Abstract

118 Background: To determine the influence of radiotherapy (XRT) technique on local control in breast cancer (BRCA) patients, we evaluated the relationship between PET/CT-identified locoregional recurrences (LRR) and prior definitive XRT treatment plans. Methods: Twenty-two consecutive LRRs of BRCA were identified by PET/CT in 19 patients treated from 2004-2011 with definitive post-operative radiation for their BRCA. PET/CT and original XRT CT simulation images were fused using a B-spline deformable registration algorithm (VelocityAI, Velocity Medical Solutions, Atlanta, GA) to correct for posture and soft tissue changes. Prior XRT dose to the FDG avid LRR region was calculated.
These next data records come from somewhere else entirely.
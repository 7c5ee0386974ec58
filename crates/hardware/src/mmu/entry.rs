//! Page-table entry layout.
//!
//! ```text
//!  15   14   13   12 11  10                     0
//! +----+----+----+-----+-------------------------+
//! | P  | W  | U  | rsv |          frame          |
//! +----+----+----+-----+-------------------------+
//! ```
//!
//! Reserved bits are kept verbatim so that byte-wise writes through the
//! table window read back unchanged.

use crate::common::constants::{PTE_FRAME_MASK, PTE_PRESENT, PTE_USER, PTE_WRITE};

/// A 16-bit page-table entry.
#[derive(Clone, Copy, Debug, Default, PartialEq, Eq, Hash)]
pub struct PageTableEntry(pub u16);

impl PageTableEntry {
    /// An entry with every bit clear (not present).
    pub const EMPTY: Self = Self(0);

    /// Builds an entry mapping `frame` with the given permissions.
    ///
    /// `frame` is truncated to the 11-bit field.
    pub const fn new(frame: u16, present: bool, writable: bool, user: bool) -> Self {
        let mut bits = frame & PTE_FRAME_MASK;
        if present {
            bits |= PTE_PRESENT;
        }
        if writable {
            bits |= PTE_WRITE;
        }
        if user {
            bits |= PTE_USER;
        }
        Self(bits)
    }

    /// Raw 16-bit value.
    #[inline(always)]
    pub const fn bits(self) -> u16 {
        self.0
    }

    /// Physical page number.
    #[inline(always)]
    pub const fn frame(self) -> u16 {
        self.0 & PTE_FRAME_MASK
    }

    /// Page is accessible from user mode.
    #[inline(always)]
    pub const fn user(self) -> bool {
        self.0 & PTE_USER != 0
    }

    /// Page accepts writes.
    #[inline(always)]
    pub const fn writable(self) -> bool {
        self.0 & PTE_WRITE != 0
    }

    /// Mapping is valid.
    #[inline(always)]
    pub const fn present(self) -> bool {
        self.0 & PTE_PRESENT != 0
    }

    /// Low byte, as seen at the even address of the table window.
    #[inline]
    pub const fn low(self) -> u8 {
        self.0 as u8
    }

    /// High byte, as seen at the odd address of the table window.
    #[inline]
    pub const fn high(self) -> u8 {
        (self.0 >> 8) as u8
    }

    /// Replaces the low byte, keeping the high byte.
    #[inline]
    pub const fn with_low(self, val: u8) -> Self {
        Self((self.0 & 0xFF00) | val as u16)
    }

    /// Replaces the high byte, keeping the low byte.
    #[inline]
    pub const fn with_high(self, val: u8) -> Self {
        Self(((val as u16) << 8) | (self.0 & 0x00FF))
    }
}

impl From<u16> for PageTableEntry {
    fn from(bits: u16) -> Self {
        Self(bits)
    }
}
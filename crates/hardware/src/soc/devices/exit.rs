//! Exit trigger.
//!
//! A single register used by bare programs on the unpaged machine to end the
//! session: a write asks the CPU engine to terminate with the written value as
//! exit status. Reads see the RAM byte underneath (it doubles as the high byte
//! of the emulation-mode IRQ vector).

use tracing::info;

use crate::soc::traits::{Device, DeviceContext};

/// Exit-trigger register.
#[derive(Debug)]
pub struct ExitPort {
    base_addr: u32,
}

impl ExitPort {
    /// Creates the register at `base_addr`.
    pub const fn new(base_addr: u32) -> Self {
        Self { base_addr }
    }
}

impl Device for ExitPort {
    fn name(&self) -> &str {
        "EXIT"
    }

    fn address_range(&self) -> (u32, u32) {
        (self.base_addr, 1)
    }

    fn read_u8(&mut self, _offset: u32, ctx: &mut DeviceContext<'_>) -> u8 {
        ctx.memory.read_u8(self.base_addr)
    }

    fn write_u8(&mut self, _offset: u32, val: u8, ctx: &mut DeviceContext<'_>) {
        info!(code = val, "exit requested");
        ctx.engine.exit(val);
    }
}
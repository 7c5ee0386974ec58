//! # Dispatcher Tests
//!
//! This module tests physical-address routing: device priority, the bank-0
//! decode limit, the I/O hole and the device maps of both profiles.

use crate::common::{RecordingEngine, ScratchDevice, TestSystem};
use mmu816_core::common::PhysAddr;
use mmu816_core::common::constants::{CONSOLE_OUT, IO_START};
use mmu816_core::mmu::Mmu;
use mmu816_core::soc::interconnect::Bus;
use mmu816_core::soc::memory::PhysicalMemory;
use pretty_assertions::assert_eq;
use rstest::rstest;

struct Rig {
    bus: Bus,
    mmu: Mmu,
    engine: RecordingEngine,
}

impl Rig {
    fn new(io_hole: Option<(u32, u32)>) -> Self {
        Self {
            bus: Bus::new(PhysicalMemory::new(0x2_0000), io_hole),
            mmu: Mmu::new(0x2_0000, 8),
            engine: RecordingEngine::default(),
        }
    }

    fn read(&mut self, addr: u32) -> u8 {
        self.bus.read_u8(PhysAddr::new(addr), &mut self.mmu, &mut self.engine)
    }

    fn write(&mut self, addr: u32, val: u8) {
        self.bus
            .write_u8(PhysAddr::new(addr), val, &mut self.mmu, &mut self.engine);
    }
}

#[test]
fn test_unclaimed_addresses_are_ram() {
    let mut rig = Rig::new(None);
    rig.write(0x1234, 0x99);
    assert_eq!(rig.read(0x1234), 0x99);
    assert_eq!(rig.bus.memory().read_u8(0x1234), 0x99);
}

#[test]
fn test_device_claims_its_window() {
    let mut rig = Rig::new(None);
    rig.bus.add_device(Box::new(ScratchDevice::new("A", 0x8000, 0x10, 0xAA)));

    assert_eq!(rig.read(0x8000), 0xAA);
    assert_eq!(rig.read(0x800F), 0xAA);
    assert_eq!(rig.read(0x8010), 0x00);

    rig.write(0x8001, 0x11);
    assert_eq!(rig.read(0x8001), 0x11);
    assert_eq!(rig.bus.memory().read_u8(0x8001), 0);
}

#[test]
fn test_earlier_device_wins_on_overlap() {
    let mut rig = Rig::new(None);
    rig.bus.add_device(Box::new(ScratchDevice::new("FIRST", 0x8000, 0x10, 0x01)));
    rig.bus.add_device(Box::new(ScratchDevice::new("SECOND", 0x8008, 0x10, 0x02)));

    // A hit on the second device must not change who wins the overlap.
    assert_eq!(rig.read(0x8017), 0x02);
    assert_eq!(rig.read(0x8008), 0x01);
    assert_eq!(rig.read(0x8010), 0x02);
    assert_eq!(rig.bus.device_names(), vec!["FIRST", "SECOND"]);
}

#[test]
fn test_nothing_is_decoded_above_bank0() {
    let mut rig = Rig::new(Some((0x8000, 0x8FFF)));
    rig.bus.add_device(Box::new(ScratchDevice::new("A", 0x8000, 0x10, 0xAA)));

    rig.write(0x1_8000, 0x42);
    assert_eq!(rig.read(0x1_8000), 0x42);
    assert_eq!(rig.read(0x1_8001), 0x00);
}

#[test]
fn test_io_hole_reads_zero_and_drops_writes() {
    let mut rig = Rig::new(Some((0xC000, 0xEFFF)));
    rig.bus.memory_mut().write_u8(0xC100, 0x5A);

    assert_eq!(rig.read(0xC100), 0);
    rig.write(0xC100, 0x11);
    assert_eq!(rig.bus.memory().read_u8(0xC100), 0x5A);

    rig.write(0xBFFF, 0x22);
    rig.write(0xF000, 0x33);
    assert_eq!(rig.read(0xBFFF), 0x22);
    assert_eq!(rig.read(0xF000), 0x33);
}

#[test]
fn test_device_inside_io_hole_is_reachable() {
    let mut rig = Rig::new(Some((0xC000, 0xEFFF)));
    rig.bus.add_device(Box::new(ScratchDevice::new("A", 0xC0D0, 4, 0x7E)));
    assert_eq!(rig.read(0xC0D2), 0x7E);
    assert_eq!(rig.read(0xC0D4), 0x00);
}

#[test]
fn test_paged_device_map() {
    let t = TestSystem::paged();
    assert_eq!(
        t.system.bus().device_names(),
        vec!["CONSOLE", "TRACE", "MMU_CTRL", "MMU_TABLE", "ROM"]
    );
}

#[test]
fn test_unpaged_device_map() {
    let t = TestSystem::unpaged();
    assert_eq!(
        t.system.bus().device_names(),
        vec!["CONSOLE", "TRACE", "EXIT", "RESET_VECTOR"]
    );
}

#[rstest]
#[case(IO_START)]
#[case(0xC0D2)]
#[case(0xD000)]
#[case(0xDFFF)]
fn test_paged_io_hole(#[case] addr: u32) {
    let mut t = TestSystem::paged();
    t.poke(addr, 0x66);
    assert_eq!(t.read(addr).value, 0);
    t.write(addr, 0x11).unwrap();
    assert_eq!(t.system.peek(addr), 0x66);
}

#[test]
fn test_unpaged_has_no_mmu_windows() {
    let mut t = TestSystem::unpaged();
    t.write(0xE000, 1).unwrap();
    assert!(!t.system.mmu().enabled());
    assert!(!t.system.translating());
}

#[test]
fn test_device_alias_above_bank0_is_ram() {
    let mut t = TestSystem::paged();
    t.write(0x01_0000 + CONSOLE_OUT, b'x').unwrap();
    assert!(t.output.contents().is_empty());
    assert_eq!(t.system.peek(0x01_0000 + CONSOLE_OUT), b'x');
}
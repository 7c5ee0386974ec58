//! # Bank-0 Device Tests
//!
//! This module tests the trace toggle, MMU windows, boot ROM, exit trigger and
//! reset-vector overlay, both standalone and as seen through the bus.

use crate::common::{DeviceParts, TestSystem};
use mmu816_core::common::constants::{
    MMU_CONTROL_BASE, MMU_TABLE_BASE, RESET_VECTOR, ROM_BASE, TRACE_TOGGLE, UNPAGED_EXIT,
};
use mmu816_core::mmu::PageTableEntry;
use mmu816_core::mmu::control::reg;
use mmu816_core::sim::loader;
use mmu816_core::soc::devices::{
    Device, ExitPort, MmuControlPort, PageTableWindow, ResetVector, Rom, TracePort,
};
use proptest::prelude::*;

// ══════════════════════════════════════════════════════════
// Trace toggle
// ══════════════════════════════════════════════════════════

#[test]
fn test_trace_forwards_to_engine() {
    let mut t = TestSystem::paged();
    t.write(TRACE_TOGGLE, 1).unwrap();
    t.write(TRACE_TOGGLE, 0).unwrap();
    t.write(TRACE_TOGGLE, 0x80).unwrap();
    assert_eq!(t.engine.trace, vec![true, false, true]);
}

#[test]
fn test_trace_read_is_zero_and_silent() {
    let mut parts = DeviceParts::new();
    let mut port = TracePort::new(0xCFFF);
    assert_eq!(port.address_range(), (0xCFFF, 1));
    assert_eq!(port.read_u8(0, &mut parts.ctx()), 0);
    assert!(parts.engine.trace.is_empty());
}

// ══════════════════════════════════════════════════════════
// MMU windows
// ══════════════════════════════════════════════════════════

#[test]
fn test_control_port_routes_to_mmu() {
    let mut parts = DeviceParts::new();
    let mut port = MmuControlPort::new(0xE000);

    port.write_u8(reg::SHADOW_UPPER_BANK0, 1, &mut parts.ctx());
    assert!(parts.mmu.control.shadow_upper_bank0);
    assert_eq!(port.read_u8(reg::SUPERVISOR, &mut parts.ctx()), 1);
    assert_eq!(port.address_range(), (0xE000, 4));
}

#[test]
fn test_control_registers_through_bus() {
    let mut t = TestSystem::paged();
    assert_eq!(t.read(MMU_CONTROL_BASE + reg::ENABLE).value, 0);
    assert_eq!(t.read(MMU_CONTROL_BASE + reg::SUPERVISOR).value, 1);

    t.write(MMU_CONTROL_BASE + reg::RTI_TO_USER, 3).unwrap();
    assert!(t.system.mmu().control.rti_to_user);
    assert_eq!(t.read(MMU_CONTROL_BASE + reg::RTI_TO_USER).value, 1);

    t.write(MMU_CONTROL_BASE + reg::ENABLE, 1).unwrap();
    assert!(t.system.translating());
}

#[test]
fn test_table_window_size() {
    let window = PageTableWindow::new(0xE800, 1024);
    assert_eq!(window.address_range(), (0xE800, 0x800));
}

#[test]
fn test_table_window_through_bus() {
    let mut t = TestSystem::paged();
    let entry = PageTableEntry::new(0x155, true, false, true);
    t.write(MMU_TABLE_BASE + 10, entry.low()).unwrap();
    t.write(MMU_TABLE_BASE + 11, entry.high()).unwrap();

    assert_eq!(t.system.mmu().table().get(5).unwrap(), entry);
    assert_eq!(t.read(MMU_TABLE_BASE + 10).value, entry.low());
    assert_eq!(t.read(MMU_TABLE_BASE + 11).value, entry.high());
    // The window is not backed by RAM.
    assert_eq!(t.system.peek(MMU_TABLE_BASE + 10), 0);
}

#[test]
fn test_table_window_covers_last_entry() {
    let mut t = TestSystem::paged();
    t.write(MMU_TABLE_BASE + 0x7FE, 0x34).unwrap();
    t.write(MMU_TABLE_BASE + 0x7FF, 0x92).unwrap();
    assert_eq!(t.system.mmu().table().get(1023).unwrap(), PageTableEntry(0x9234));
}

proptest! {
    #![proptest_config(ProptestConfig::with_cases(32))]

    #[test]
    fn prop_partial_update_keeps_other_half(index in 0u32..1024, old in any::<u16>(), lo in any::<u8>()) {
        let mut t = TestSystem::paged();
        t.map(index as usize, PageTableEntry(old));

        t.write(MMU_TABLE_BASE + index * 2, lo).unwrap();
        let entry = t.system.mmu().table().get(index as usize).unwrap();
        prop_assert_eq!(entry.low(), lo);
        prop_assert_eq!(entry.high(), old.to_le_bytes()[1]);
    }
}

// ══════════════════════════════════════════════════════════
// Boot ROM
// ══════════════════════════════════════════════════════════

#[test]
fn test_rom_reads_memory_and_ignores_writes() {
    let mut parts = DeviceParts::new();
    parts.memory.write_u8(0xF010, 0xA9);
    let mut rom = Rom::new(0xF000, 0x1000);

    assert_eq!(rom.read_u8(0x10, &mut parts.ctx()), 0xA9);
    rom.write_u8(0x10, 0x00, &mut parts.ctx());
    assert_eq!(parts.memory.read_u8(0xF010), 0xA9);
}

#[test]
fn test_rom_write_through_bus_is_noop() {
    let mut t = TestSystem::paged();
    let _ = loader::load_bytes(&mut t.system, &[0x18, 0xFB, 0x5C]);

    t.write(ROM_BASE + 1, 0xEA).unwrap();
    assert_eq!(t.read(ROM_BASE + 1).value, 0xFB);
    assert!(t.engine.aborts.is_empty());
}

// ══════════════════════════════════════════════════════════
// Unpaged exit trigger and reset vector
// ══════════════════════════════════════════════════════════

#[test]
fn test_exit_trigger() {
    let mut t = TestSystem::unpaged();
    assert_eq!(t.engine.exit, None);
    t.write(UNPAGED_EXIT, 3).unwrap();
    assert_eq!(t.engine.exit, Some(3));
}

#[test]
fn test_exit_read_returns_memory() {
    let mut parts = DeviceParts::new();
    parts.memory.write_u8(0xFFFF, 0x77);
    let mut port = ExitPort::new(0xFFFF);
    assert_eq!(port.read_u8(0, &mut parts.ctx()), 0x77);
    assert_eq!(parts.engine.exit, None);
}

#[test]
fn test_reset_vector_overrides_image() {
    let mut t = TestSystem::unpaged();
    t.poke(RESET_VECTOR, 0xAA);
    t.poke(RESET_VECTOR + 1, 0xBB);

    assert_eq!(t.pull(RESET_VECTOR).value, 0x00);
    assert_eq!(t.pull(RESET_VECTOR + 1).value, 0x10);
    // Neighbouring vectors come from memory.
    t.poke(0xFFFA, 0x12);
    assert_eq!(t.pull(0xFFFA).value, 0x12);
}

#[test]
fn test_reset_vector_writes_land_in_ram() {
    let mut parts = DeviceParts::new();
    let mut vector = ResetVector::new(0xFFFC, 0x1000);

    vector.write_u8(1, 0x55, &mut parts.ctx());
    assert_eq!(parts.memory.read_u8(0xFFFD), 0x55);
    assert_eq!(vector.read_u8(1, &mut parts.ctx()), 0x10);
}
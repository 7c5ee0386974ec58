//! MMU register windows.
//!
//! The MMU owns its state; these devices only route bus accesses to it through
//! the [`DeviceContext`]. Two windows:
//! * control: four registers (enable, supervisor, shadow, RTI-to-user).
//! * page table: two bytes per entry, little-endian.

use tracing::debug;

use crate::common::constants::MMU_CONTROL_SIZE;
use crate::soc::traits::{Device, DeviceContext};

/// MMU control-register window.
#[derive(Debug)]
pub struct MmuControlPort {
    base_addr: u32,
}

impl MmuControlPort {
    /// Creates the window at `base_addr`.
    pub const fn new(base_addr: u32) -> Self {
        Self { base_addr }
    }
}

impl Device for MmuControlPort {
    fn name(&self) -> &str {
        "MMU_CTRL"
    }

    fn address_range(&self) -> (u32, u32) {
        (self.base_addr, MMU_CONTROL_SIZE)
    }

    fn read_u8(&mut self, offset: u32, ctx: &mut DeviceContext<'_>) -> u8 {
        ctx.mmu.control.read(offset)
    }

    fn write_u8(&mut self, offset: u32, val: u8, ctx: &mut DeviceContext<'_>) {
        ctx.mmu.control.write(offset, val);
        debug!(offset, val, control = ?ctx.mmu.control, "mmu control write");
    }
}

/// Page-table window.
#[derive(Debug)]
pub struct PageTableWindow {
    base_addr: u32,
    size: u32,
}

impl PageTableWindow {
    /// Creates the window at `base_addr` for a table of `entries` entries.
    pub const fn new(base_addr: u32, entries: u32) -> Self {
        Self {
            base_addr,
            size: entries * 2,
        }
    }
}

impl Device for PageTableWindow {
    fn name(&self) -> &str {
        "MMU_TABLE"
    }

    fn address_range(&self) -> (u32, u32) {
        (self.base_addr, self.size)
    }

    fn read_u8(&mut self, offset: u32, ctx: &mut DeviceContext<'_>) -> u8 {
        ctx.mmu.table().read_byte(offset)
    }

    fn write_u8(&mut self, offset: u32, val: u8, ctx: &mut DeviceContext<'_>) {
        ctx.mmu.table_mut().write_byte(offset, val);
    }
}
LRR was classified as in-field, marginal or out-of-field. In-field LRRs were defined as ≥95% of the LRR volume receiving ≥95% of the prescribed dose (45–50.4 Gy). Marginal misses were LRRs at the field edge and/or not receiving ≥95% of the prescribed dose. Out-of-field LRRs were LRRs intentionally not treated with the original XRT plan. Results: Four LRRs were in-field, 8 were marginal and 10 were out-of-field, with two patients having both in-field and out-of-field LRRs and one having a marginal and out-of-field LRRs. Three in-field, 3 marginal and 6 out-of-field LRRs occurred simultaneously with distant metastasis (DM). In-field LRRs received a median dose of 48.4Gy (range 45-50Gy). Two in-field LRRs were marginal misses of the additional 15 Gy boost dose (median dose received 53.5 Gy); both patients had high grade, ER/PR-, and HER2 + tumors. In the 7 patients with triple negative tumors, there were 4 marginal, 4 out-of-field, and no in-field LRRs. Among marginal LRRs, a median dose of 33Gy (range 2–45.6Gy) was delivered. Out-of-field LRRs occurred in 5 supraclavicular and 5 internal mammary lymph nodes. With a median follow-up period of 3.7 yrs, the 5-yr disease-free survival (DFS) in patients with an isolated LRR is 55.6%, while in those recurring with DM, the DFS is 22.5%. Conclusions: Our study is one of the first to systematically evaluate the influence of XRT technique over local control in BRCA. Due to the number of marginal and out-of-field LRRs, our data suggest that XRT field design and dose are important factors in preventing LRRs in addition to tumor biology.